As I mentioned earlier about ADOBO being popular in the Philippines, I’ve been asked countless times and offered many times as well to taste this dish. So after tasting few variety of ADOBO, I would like to offer my version of my adobo mixing some spices that I am familiar with, together with other ingredients that is popular in the Philippines. I’ve got a friend from Cebu who is crazy of this dry squid that he always fry and then eat it with vinegar. So I am going to use this dry squid as one of my ingredients for my version of adobo.

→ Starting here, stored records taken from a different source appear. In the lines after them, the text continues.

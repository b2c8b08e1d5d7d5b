//! Integration tests for the `ovenwatch` binary.
//!
//! Everything here runs without a terminal: argument parsing, config
//! resolution and the one-shot `fetch` command.
#![allow(clippy::unwrap_used)]

use std::path::Path;

use assert_cmd::cargo::cargo_bin_cmd;
use predicates::prelude::*;
use serde_json::json;
use tempfile::TempDir;
use wiremock::matchers::{method, path};
use wiremock::{Mock, MockServer, ResponseTemplate};

// ── Helpers ─────────────────────────────────────────────────────────

/// Build a command with an isolated home so tests never touch the real
/// configuration, and logs go to the temp dir.
fn ovenwatch_cmd(home: &Path) -> assert_cmd::Command {
    let mut cmd = cargo_bin_cmd!("ovenwatch");
    cmd.env("HOME", home)
        .env("XDG_CONFIG_HOME", home.join(".config"))
        .env_remove("OVENWATCH_ENDPOINT")
        .env_remove("OVENWATCH_INTERVAL")
        .env_remove("OVENWATCH_SHAPE")
        .env_remove("OVENWATCH_PROFILE")
        .env_remove("OVENWATCH_DEFAULT_PROFILE")
        .env_remove("RUST_LOG")
        .arg("--log-file")
        .arg(home.join("ovenwatch.log"));
    cmd
}

fn combined_output(output: &std::process::Output) -> String {
    let stdout = String::from_utf8_lossy(&output.stdout);
    let stderr = String::from_utf8_lossy(&output.stderr);
    format!("{stdout}{stderr}")
}

// ── Basic invocation ────────────────────────────────────────────────

#[test]
fn test_help_flag() {
    let home = TempDir::new().unwrap();
    ovenwatch_cmd(home.path())
        .arg("--help")
        .assert()
        .success()
        .stdout(
            predicate::str::contains("pizzeria")
                .and(predicate::str::contains("fetch"))
                .and(predicate::str::contains("config"))
                .and(predicate::str::contains("--interval")),
        );
}

#[test]
fn test_version_flag() {
    let home = TempDir::new().unwrap();
    ovenwatch_cmd(home.path())
        .arg("--version")
        .assert()
        .success()
        .stdout(predicate::str::contains("ovenwatch"));
}

#[test]
fn test_unknown_shape_is_rejected() {
    let home = TempDir::new().unwrap();
    let output = ovenwatch_cmd(home.path())
        .args(["--shape", "square", "config", "show"])
        .output()
        .unwrap();
    assert_eq!(output.status.code(), Some(2));
    assert!(combined_output(&output).contains("square"));
}

// ── Config ──────────────────────────────────────────────────────────

#[test]
fn test_config_path_is_under_config_home() {
    let home = TempDir::new().unwrap();
    ovenwatch_cmd(home.path())
        .args(["config", "path"])
        .assert()
        .success()
        .stdout(predicate::str::contains("config.toml"));
}

#[test]
fn test_config_show_builtin_defaults() {
    let home = TempDir::new().unwrap();
    ovenwatch_cmd(home.path())
        .args(["config", "show"])
        .assert()
        .success()
        .stdout(
            predicate::str::contains(r#"profile = "default""#)
                .and(predicate::str::contains(
                    r#"endpoint = "http://localhost:10000/api/stats""#,
                ))
                .and(predicate::str::contains(r#"poll_interval = "1s""#))
                .and(predicate::str::contains(r#"shape = "auto""#)),
        );
}

#[test]
fn test_config_show_applies_flags() {
    let home = TempDir::new().unwrap();
    ovenwatch_cmd(home.path())
        .args([
            "config",
            "show",
            "--endpoint",
            "http://pizzeria.local:8080/api/stats",
            "--interval",
            "500ms",
            "--shape",
            "rich",
        ])
        .assert()
        .success()
        .stdout(
            predicate::str::contains("pizzeria.local:8080")
                .and(predicate::str::contains(r#"poll_interval = "500ms""#))
                .and(predicate::str::contains(r#"shape = "rich""#)),
        );
}

#[test]
fn test_config_show_rejects_zero_interval() {
    let home = TempDir::new().unwrap();
    let output = ovenwatch_cmd(home.path())
        .args(["config", "show", "--interval", "0s"])
        .output()
        .unwrap();
    assert!(!output.status.success());
    assert!(combined_output(&output).contains("greater than zero"));
}

#[test]
fn test_unknown_profile_fails() {
    let home = TempDir::new().unwrap();
    let output = ovenwatch_cmd(home.path())
        .args(["--profile", "kitchen", "config", "show"])
        .output()
        .unwrap();
    assert!(!output.status.success());
    assert!(combined_output(&output).contains("unknown profile 'kitchen'"));
}

#[test]
fn test_config_init_writes_once() {
    let home = TempDir::new().unwrap();
    ovenwatch_cmd(home.path())
        .args(["config", "init"])
        .assert()
        .success()
        .stdout(predicate::str::contains("wrote"));

    ovenwatch_cmd(home.path())
        .args(["config", "init"])
        .assert()
        .failure()
        .stderr(predicate::str::contains("already exists"));

    ovenwatch_cmd(home.path())
        .args(["--profile", "default", "config", "show"])
        .assert()
        .success()
        .stdout(predicate::str::contains("localhost:10000"));
}

// ── Fetch ───────────────────────────────────────────────────────────

#[tokio::test(flavor = "multi_thread")]
async fn test_fetch_prints_snapshot_json() {
    let server = MockServer::start().await;
    Mock::given(method("GET"))
        .and(path("/api/stats"))
        .respond_with(ResponseTemplate::new(200).set_body_json(json!({
            "stats": { "accepted": 12, "refused": 3,
                       "ingredients": { "R": 1, "J": 2, "V": 3, "B": 4 } },
            "stations": [
                { "id": 1, "current_load": 5, "max_capacity": 10, "available": true,
                  "size": "M", "restrictions": "gluten, lactose" }
            ]
        })))
        .mount(&server)
        .await;

    let home = TempDir::new().unwrap();
    let endpoint = format!("{}/api/stats", server.uri());
    let output = tokio::task::spawn_blocking(move || {
        ovenwatch_cmd(home.path())
            .args(["fetch", "--endpoint", &endpoint])
            .output()
            .unwrap()
    })
    .await
    .unwrap();

    assert!(output.status.success(), "{}", combined_output(&output));
    let snapshot: serde_json::Value = serde_json::from_slice(&output.stdout).unwrap();
    assert_eq!(snapshot["accepted"], 12);
    assert_eq!(snapshot["ingredients"]["B"], 4);
    assert_eq!(
        snapshot["stations"][0]["restrictions"],
        json!(["gluten, lactose"])
    );
}

#[test]
fn test_fetch_unreachable_endpoint_fails() {
    let addr = {
        let listener = std::net::TcpListener::bind("127.0.0.1:0").unwrap();
        listener.local_addr().unwrap()
    };
    let home = TempDir::new().unwrap();
    let output = ovenwatch_cmd(home.path())
        .args(["fetch", "--endpoint", &format!("http://{addr}/api/stats")])
        .output()
        .unwrap();

    assert!(!output.status.success());
    assert!(combined_output(&output).contains("poll of"));
}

Ingredients for my version of Chicken Adobo


  • Half chicken cut ( adobo style )
  • button mushroom
  • 2 star anise
  • 3 dried chili
  • 1 dried squid ( toyo pusit ) – correct me if I’m wrong
  • 3 cloves garlic crush
  • 2 onion cut into 4’s
  • 3 slice of ginger
  • half chili pepper
  • dark soy sauce ( the sticky kind – not so liquid ) – 4 teaspoon
  • light soy sauce – 2 teaspoon
  • sugar – 2 teaspoon
  • salt – one teaspoon
  • oyster sauce – one spoonful
  • sesame oil – few drops


  • Heat up 5 spoon of cooking oil in wok
  • add star anise, gralic, onion, ginger and dried chili
  • Add in chicken and mixed well
  • Add oyster sauce, dark soy sauce, follow with light sauce sauce
  • Add dried squid
  • Add dried chili, mushroom and bell pepper
  • Add salt and sugar
  • Make sure all this are cook in the wok in low heat at all time. This is just to mixed the ingredients and chicken only
  • When is well mixed, transfer all from wok to a pot
  • Continue to slow cook in the pot and add few drops of sesame oil
  • By cooking this way, chicken will be more tender compared to cooking in the wok
  • when chicken is cook, add pepper ( powder ) and mixed it well
  • Ready to be serve

To be honest, this is my first attempt to make this dish. I am quite please with the outcome and the star anise and dried squid really make the gravy taste good. Noticed that I did not use vinegar as I want the taste to be slightly different. The dried chili gave some spiciness to the taste and I normally refer it to the “OOMMPPHHH” factor. Also what makes it different is the dark soy sauce. Is not so common to find dark soy sauce in Filipino kitchen but it is available in some SM departmental store. I hope you enjoy this post and happy cooking as always.